• Directions for this task: Please filter the data below down to the lines holding the string "parser".

• The input:
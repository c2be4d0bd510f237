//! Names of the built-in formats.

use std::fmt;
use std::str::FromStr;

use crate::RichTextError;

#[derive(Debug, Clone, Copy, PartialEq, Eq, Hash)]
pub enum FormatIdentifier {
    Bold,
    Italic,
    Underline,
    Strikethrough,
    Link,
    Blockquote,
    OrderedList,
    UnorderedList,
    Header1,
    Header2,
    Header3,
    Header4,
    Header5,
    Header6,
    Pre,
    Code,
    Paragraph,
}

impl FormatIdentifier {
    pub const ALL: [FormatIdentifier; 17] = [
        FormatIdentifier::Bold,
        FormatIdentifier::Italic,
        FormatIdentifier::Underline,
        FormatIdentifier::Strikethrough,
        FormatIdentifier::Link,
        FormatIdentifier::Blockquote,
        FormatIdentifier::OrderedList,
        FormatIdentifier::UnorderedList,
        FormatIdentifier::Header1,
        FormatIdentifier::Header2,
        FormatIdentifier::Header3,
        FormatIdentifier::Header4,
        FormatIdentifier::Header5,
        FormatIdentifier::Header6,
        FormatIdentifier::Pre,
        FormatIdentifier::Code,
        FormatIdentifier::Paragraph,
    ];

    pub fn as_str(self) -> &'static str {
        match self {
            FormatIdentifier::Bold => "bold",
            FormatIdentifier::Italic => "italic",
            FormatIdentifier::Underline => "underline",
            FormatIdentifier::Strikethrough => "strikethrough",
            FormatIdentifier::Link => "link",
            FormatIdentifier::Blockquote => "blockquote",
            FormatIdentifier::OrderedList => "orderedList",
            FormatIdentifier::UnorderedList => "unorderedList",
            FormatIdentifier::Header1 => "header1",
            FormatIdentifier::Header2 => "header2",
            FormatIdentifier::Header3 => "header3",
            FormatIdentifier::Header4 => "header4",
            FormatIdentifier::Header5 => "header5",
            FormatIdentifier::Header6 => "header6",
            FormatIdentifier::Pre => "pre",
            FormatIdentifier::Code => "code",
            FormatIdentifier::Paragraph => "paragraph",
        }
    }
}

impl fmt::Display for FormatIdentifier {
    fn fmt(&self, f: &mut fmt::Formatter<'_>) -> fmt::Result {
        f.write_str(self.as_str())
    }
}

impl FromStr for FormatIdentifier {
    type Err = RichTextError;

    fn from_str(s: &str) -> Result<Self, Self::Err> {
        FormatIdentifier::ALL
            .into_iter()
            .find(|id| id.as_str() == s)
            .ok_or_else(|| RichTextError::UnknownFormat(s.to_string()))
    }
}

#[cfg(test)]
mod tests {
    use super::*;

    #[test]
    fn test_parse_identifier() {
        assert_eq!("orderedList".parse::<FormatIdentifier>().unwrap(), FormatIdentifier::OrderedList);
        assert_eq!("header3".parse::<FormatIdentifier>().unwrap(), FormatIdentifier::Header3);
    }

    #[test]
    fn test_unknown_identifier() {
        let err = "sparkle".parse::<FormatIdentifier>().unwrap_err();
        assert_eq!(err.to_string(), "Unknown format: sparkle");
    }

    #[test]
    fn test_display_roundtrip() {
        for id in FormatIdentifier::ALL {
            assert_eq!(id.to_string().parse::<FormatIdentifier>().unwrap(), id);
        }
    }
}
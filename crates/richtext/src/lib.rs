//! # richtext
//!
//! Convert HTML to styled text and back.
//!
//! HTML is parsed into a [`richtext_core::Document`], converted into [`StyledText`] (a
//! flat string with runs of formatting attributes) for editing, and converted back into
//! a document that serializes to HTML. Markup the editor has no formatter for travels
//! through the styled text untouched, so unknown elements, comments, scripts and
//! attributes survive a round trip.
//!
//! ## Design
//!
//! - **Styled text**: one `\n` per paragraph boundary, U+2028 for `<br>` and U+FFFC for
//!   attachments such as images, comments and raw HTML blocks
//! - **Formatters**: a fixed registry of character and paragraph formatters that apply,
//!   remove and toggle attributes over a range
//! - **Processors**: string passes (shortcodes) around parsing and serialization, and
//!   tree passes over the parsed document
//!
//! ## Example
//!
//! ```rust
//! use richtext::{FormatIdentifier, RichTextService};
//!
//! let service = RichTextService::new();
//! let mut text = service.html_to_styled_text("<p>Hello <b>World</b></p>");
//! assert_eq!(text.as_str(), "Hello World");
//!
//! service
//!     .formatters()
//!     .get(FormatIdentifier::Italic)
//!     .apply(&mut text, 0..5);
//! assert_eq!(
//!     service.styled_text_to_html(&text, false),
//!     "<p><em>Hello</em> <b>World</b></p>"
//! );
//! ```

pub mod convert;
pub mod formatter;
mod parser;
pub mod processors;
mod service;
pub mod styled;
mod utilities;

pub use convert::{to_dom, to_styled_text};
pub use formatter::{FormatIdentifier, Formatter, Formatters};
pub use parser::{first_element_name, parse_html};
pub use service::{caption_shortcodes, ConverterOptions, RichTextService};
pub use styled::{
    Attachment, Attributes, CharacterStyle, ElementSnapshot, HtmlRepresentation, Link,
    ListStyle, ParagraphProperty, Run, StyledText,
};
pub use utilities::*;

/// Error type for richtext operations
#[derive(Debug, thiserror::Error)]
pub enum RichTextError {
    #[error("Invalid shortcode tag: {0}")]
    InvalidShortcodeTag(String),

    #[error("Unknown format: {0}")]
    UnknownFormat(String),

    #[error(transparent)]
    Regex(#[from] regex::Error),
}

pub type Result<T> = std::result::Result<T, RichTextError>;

---

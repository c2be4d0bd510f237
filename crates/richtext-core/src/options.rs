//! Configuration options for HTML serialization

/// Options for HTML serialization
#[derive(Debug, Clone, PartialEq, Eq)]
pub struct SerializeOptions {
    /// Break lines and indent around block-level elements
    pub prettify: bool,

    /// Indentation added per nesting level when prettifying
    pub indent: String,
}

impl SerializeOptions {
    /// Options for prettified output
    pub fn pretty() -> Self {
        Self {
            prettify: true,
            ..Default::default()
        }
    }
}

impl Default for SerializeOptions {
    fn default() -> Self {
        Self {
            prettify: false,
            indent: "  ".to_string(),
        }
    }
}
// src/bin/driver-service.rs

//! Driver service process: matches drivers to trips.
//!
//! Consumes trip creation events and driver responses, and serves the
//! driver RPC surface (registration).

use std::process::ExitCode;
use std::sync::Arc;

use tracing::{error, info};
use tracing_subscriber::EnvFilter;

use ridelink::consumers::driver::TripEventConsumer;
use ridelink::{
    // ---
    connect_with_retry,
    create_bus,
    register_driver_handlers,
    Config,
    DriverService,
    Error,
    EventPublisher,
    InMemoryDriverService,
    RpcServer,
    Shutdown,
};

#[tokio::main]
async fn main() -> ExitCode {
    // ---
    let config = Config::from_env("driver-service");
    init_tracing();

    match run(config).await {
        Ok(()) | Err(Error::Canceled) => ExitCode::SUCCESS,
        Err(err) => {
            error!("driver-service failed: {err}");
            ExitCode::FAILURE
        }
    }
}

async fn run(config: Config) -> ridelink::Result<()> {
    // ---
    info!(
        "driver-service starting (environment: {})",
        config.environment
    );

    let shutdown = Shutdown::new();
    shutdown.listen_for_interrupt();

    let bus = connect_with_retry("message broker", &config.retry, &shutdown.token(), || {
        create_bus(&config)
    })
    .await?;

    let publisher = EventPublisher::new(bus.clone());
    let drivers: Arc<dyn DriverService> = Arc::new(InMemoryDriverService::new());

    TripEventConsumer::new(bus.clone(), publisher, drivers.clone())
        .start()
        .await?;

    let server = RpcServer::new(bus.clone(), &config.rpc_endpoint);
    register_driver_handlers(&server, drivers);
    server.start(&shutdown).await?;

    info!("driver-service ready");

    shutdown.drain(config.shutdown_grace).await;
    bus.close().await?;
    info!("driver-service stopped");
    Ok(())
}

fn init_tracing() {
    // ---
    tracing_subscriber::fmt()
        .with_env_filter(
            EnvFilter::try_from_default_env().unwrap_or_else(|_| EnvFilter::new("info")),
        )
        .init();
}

• Answer space:
mod parser;
pub use parser::{first_element_name, parse_html};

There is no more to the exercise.